● **WHAT IS EXPECTED**: Only the lines containing "rusqlite" belong in the answer; find them in the material below.

● **EXTRACTED ENTRIES**:
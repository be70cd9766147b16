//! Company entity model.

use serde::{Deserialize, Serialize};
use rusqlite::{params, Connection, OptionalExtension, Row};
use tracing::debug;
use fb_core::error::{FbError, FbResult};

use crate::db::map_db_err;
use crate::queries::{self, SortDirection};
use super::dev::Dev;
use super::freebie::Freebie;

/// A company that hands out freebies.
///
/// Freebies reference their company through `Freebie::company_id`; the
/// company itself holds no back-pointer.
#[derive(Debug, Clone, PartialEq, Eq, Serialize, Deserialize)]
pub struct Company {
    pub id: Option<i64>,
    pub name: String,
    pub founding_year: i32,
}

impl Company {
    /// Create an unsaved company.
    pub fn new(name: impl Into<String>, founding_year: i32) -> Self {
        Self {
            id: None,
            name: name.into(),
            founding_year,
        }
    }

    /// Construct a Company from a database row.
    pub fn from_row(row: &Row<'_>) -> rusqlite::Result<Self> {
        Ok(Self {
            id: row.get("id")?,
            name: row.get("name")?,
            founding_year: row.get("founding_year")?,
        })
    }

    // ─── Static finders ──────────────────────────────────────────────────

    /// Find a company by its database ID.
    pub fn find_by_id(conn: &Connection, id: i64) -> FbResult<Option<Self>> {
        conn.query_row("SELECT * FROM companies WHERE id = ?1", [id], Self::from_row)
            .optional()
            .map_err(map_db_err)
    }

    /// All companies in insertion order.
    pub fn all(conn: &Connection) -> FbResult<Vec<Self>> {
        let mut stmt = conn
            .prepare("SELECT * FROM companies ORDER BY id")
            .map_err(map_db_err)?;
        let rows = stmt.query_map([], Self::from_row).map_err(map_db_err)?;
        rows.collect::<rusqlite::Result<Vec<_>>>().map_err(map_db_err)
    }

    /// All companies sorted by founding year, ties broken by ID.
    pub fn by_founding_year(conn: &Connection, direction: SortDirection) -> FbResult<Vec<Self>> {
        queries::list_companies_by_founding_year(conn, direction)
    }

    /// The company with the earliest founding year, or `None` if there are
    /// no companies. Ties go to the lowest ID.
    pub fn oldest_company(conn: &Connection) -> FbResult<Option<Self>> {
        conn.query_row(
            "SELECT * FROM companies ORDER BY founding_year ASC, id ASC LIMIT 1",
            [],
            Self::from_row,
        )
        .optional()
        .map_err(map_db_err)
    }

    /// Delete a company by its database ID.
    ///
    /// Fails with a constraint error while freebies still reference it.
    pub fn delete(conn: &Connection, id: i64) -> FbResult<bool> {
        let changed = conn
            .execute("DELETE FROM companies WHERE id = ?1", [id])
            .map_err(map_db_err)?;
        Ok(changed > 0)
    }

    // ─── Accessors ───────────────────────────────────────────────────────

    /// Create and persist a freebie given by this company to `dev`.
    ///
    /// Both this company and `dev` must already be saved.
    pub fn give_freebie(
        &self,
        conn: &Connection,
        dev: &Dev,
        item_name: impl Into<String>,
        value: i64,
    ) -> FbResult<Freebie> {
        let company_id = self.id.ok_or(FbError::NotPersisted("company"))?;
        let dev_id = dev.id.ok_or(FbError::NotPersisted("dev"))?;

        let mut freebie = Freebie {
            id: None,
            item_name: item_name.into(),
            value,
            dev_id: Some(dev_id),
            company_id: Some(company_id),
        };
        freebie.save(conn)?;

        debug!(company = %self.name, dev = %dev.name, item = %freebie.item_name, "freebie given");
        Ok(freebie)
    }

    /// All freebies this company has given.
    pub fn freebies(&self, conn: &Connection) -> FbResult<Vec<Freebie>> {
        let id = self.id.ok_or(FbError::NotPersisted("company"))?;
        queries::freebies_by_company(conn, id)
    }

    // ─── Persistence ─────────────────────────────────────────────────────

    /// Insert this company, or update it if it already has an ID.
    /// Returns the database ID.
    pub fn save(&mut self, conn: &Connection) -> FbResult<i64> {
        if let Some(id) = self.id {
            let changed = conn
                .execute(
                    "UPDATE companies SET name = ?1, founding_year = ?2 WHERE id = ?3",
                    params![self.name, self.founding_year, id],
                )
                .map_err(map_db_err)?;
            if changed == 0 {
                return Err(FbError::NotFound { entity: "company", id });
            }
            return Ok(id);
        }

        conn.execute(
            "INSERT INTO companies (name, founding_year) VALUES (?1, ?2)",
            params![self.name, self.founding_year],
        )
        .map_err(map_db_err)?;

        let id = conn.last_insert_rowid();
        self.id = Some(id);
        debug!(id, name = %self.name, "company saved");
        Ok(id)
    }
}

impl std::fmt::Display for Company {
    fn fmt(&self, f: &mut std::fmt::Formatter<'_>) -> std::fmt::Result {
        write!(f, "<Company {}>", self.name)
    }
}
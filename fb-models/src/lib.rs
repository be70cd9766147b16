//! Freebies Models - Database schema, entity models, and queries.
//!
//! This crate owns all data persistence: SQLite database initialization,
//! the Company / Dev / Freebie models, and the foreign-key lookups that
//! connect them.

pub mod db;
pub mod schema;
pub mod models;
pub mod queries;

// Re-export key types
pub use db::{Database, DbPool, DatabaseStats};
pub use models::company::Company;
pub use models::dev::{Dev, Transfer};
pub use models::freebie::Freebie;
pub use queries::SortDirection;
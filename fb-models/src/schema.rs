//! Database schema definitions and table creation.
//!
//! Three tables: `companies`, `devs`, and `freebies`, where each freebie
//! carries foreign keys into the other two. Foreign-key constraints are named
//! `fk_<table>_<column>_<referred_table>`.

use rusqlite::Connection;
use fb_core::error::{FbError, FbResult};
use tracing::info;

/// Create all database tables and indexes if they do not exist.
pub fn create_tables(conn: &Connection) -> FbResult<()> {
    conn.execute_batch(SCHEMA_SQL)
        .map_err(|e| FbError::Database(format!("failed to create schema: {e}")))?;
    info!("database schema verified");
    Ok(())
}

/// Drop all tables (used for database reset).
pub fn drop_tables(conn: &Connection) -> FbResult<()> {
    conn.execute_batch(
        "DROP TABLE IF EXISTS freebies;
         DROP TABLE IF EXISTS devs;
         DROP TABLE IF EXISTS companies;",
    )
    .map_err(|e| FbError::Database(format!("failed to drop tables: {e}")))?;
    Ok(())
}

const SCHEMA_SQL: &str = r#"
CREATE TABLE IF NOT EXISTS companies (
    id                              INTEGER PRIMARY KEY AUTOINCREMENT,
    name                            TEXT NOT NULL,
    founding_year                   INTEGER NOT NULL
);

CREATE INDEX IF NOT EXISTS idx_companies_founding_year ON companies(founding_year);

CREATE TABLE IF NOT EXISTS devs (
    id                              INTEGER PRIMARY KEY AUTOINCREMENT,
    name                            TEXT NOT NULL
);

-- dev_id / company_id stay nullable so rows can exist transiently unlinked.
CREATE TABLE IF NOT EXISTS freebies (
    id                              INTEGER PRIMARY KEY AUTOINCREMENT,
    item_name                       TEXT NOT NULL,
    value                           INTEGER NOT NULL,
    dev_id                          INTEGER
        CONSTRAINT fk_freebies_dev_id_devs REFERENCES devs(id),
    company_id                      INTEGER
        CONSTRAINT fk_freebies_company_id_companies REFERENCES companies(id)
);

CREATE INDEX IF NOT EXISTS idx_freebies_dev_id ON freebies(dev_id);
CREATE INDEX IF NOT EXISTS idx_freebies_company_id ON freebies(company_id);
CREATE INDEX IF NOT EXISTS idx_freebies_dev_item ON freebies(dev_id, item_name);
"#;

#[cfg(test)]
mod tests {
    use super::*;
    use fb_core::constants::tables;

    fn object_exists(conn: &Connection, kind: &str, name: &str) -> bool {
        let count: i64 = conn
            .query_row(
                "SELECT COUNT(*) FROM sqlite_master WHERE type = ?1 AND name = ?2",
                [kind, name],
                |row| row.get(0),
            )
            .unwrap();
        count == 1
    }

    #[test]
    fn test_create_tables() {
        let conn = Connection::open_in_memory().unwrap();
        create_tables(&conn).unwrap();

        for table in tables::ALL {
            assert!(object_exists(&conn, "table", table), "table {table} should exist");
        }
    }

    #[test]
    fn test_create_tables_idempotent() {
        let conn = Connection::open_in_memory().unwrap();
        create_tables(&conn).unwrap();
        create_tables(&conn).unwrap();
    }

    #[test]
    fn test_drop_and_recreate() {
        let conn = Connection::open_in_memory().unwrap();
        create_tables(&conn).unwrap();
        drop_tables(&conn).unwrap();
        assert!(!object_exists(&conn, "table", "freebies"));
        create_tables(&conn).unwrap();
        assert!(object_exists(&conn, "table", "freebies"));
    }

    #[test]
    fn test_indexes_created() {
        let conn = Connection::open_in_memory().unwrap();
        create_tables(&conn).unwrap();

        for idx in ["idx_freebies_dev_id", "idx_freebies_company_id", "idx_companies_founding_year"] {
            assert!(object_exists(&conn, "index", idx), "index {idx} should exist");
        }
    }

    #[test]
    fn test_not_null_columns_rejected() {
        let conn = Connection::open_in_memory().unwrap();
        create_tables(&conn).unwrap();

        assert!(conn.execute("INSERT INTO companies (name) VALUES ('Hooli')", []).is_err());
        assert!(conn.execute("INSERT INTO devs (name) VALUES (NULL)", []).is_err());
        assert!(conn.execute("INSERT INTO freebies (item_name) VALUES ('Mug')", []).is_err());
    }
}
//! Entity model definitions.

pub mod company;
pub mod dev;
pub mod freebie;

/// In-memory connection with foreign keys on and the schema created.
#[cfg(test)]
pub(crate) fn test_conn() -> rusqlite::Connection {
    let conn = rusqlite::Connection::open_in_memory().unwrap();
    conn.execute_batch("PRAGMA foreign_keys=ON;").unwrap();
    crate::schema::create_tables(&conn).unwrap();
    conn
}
==
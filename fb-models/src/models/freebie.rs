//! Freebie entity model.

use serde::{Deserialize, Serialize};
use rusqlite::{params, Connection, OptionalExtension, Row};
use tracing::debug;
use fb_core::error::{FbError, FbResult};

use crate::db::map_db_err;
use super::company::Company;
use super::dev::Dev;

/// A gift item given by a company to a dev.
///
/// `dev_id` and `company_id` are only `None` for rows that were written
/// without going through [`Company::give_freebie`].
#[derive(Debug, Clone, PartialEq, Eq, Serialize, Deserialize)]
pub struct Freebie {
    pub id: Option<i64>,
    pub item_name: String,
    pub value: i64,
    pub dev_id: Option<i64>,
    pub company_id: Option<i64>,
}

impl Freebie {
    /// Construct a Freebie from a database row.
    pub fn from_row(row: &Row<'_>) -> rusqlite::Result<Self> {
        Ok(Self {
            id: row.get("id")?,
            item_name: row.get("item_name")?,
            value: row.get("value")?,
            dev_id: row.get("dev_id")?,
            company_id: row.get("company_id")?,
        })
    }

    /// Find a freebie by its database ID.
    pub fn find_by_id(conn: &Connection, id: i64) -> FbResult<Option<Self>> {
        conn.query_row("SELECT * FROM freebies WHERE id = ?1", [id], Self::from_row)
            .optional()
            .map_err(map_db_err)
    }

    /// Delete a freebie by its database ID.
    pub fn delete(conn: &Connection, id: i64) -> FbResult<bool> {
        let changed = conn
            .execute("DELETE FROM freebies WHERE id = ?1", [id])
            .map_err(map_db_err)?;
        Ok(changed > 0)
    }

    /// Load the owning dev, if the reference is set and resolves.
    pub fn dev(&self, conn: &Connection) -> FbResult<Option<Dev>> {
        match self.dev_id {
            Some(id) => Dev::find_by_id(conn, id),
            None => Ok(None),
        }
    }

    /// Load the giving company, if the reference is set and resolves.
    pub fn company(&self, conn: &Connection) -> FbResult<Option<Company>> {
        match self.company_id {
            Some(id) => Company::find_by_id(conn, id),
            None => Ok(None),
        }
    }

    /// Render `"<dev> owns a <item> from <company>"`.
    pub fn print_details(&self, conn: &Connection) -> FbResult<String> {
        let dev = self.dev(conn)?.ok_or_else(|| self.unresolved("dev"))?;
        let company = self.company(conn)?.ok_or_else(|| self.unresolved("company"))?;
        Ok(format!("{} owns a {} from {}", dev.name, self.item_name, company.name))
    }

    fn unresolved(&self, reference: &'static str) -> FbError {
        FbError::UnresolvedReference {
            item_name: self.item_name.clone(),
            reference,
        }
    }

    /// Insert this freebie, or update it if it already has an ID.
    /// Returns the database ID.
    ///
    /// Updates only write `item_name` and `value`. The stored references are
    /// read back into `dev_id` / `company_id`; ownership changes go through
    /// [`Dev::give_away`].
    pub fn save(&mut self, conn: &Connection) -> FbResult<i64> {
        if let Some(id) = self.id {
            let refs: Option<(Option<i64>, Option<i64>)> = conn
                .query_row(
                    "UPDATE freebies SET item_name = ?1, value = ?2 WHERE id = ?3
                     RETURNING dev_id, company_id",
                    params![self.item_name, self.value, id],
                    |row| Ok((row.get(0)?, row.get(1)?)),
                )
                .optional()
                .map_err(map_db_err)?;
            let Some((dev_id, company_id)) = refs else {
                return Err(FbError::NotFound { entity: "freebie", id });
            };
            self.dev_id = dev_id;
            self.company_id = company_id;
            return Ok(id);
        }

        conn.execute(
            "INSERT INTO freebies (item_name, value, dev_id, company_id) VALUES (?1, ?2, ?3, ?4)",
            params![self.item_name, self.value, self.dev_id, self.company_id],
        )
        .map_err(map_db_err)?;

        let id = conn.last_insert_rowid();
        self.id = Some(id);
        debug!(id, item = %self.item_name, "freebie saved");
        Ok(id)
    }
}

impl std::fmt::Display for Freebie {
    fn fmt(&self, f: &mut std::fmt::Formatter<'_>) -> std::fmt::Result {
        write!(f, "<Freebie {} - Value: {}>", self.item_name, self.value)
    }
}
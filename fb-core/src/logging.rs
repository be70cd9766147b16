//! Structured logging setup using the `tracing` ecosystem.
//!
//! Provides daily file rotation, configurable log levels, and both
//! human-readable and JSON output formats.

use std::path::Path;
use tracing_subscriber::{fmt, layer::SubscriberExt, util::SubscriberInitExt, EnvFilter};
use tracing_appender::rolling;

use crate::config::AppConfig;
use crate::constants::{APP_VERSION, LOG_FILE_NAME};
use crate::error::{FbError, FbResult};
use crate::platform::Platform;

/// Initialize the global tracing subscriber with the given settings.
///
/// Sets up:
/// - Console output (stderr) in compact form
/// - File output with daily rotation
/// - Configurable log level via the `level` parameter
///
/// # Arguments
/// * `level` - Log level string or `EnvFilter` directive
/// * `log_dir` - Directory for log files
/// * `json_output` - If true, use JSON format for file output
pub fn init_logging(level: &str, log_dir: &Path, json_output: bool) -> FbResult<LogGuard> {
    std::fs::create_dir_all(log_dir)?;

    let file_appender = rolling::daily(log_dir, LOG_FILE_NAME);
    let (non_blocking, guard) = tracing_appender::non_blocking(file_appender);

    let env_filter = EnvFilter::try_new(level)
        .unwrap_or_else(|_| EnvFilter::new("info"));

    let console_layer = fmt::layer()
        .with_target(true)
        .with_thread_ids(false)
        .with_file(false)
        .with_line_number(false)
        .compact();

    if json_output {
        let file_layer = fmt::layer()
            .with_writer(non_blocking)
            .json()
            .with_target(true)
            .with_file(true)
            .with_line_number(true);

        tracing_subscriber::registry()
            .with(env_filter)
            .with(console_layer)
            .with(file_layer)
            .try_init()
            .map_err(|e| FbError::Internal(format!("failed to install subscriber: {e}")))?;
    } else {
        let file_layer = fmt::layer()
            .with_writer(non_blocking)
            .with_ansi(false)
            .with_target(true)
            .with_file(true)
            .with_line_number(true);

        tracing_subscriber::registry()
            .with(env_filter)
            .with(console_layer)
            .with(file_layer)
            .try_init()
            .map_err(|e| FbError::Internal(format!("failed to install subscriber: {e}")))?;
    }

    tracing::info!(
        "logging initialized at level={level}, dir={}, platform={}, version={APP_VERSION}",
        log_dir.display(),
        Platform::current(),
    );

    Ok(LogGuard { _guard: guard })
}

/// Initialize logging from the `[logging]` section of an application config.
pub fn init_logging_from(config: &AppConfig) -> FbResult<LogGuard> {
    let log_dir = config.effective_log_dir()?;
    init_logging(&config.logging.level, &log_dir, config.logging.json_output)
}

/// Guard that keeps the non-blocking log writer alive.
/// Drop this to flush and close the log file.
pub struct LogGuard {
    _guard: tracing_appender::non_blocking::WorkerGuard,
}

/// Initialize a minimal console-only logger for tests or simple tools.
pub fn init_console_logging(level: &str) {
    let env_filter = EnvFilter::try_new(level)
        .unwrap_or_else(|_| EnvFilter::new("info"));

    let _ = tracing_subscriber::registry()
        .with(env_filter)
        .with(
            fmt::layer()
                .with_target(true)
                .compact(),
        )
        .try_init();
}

● **OUTPUT OF THE EXERCISE**:
use rusqlite::{params, Connection, OptionalExtension, Row};
    pub fn from_row(row: &Row<'_>) -> rusqlite::Result<Self> {
        rows.collect::<rusqlite::Result<Vec<_>>>().map_err(map_db_err)
use rusqlite::Connection;
pub(crate) fn test_conn() -> rusqlite::Connection {
    let conn = rusqlite::Connection::open_in_memory().unwrap();
use rusqlite::{params, Connection, OptionalExtension, Row};
    pub fn from_row(row: &Row<'_>) -> rusqlite::Result<Self> {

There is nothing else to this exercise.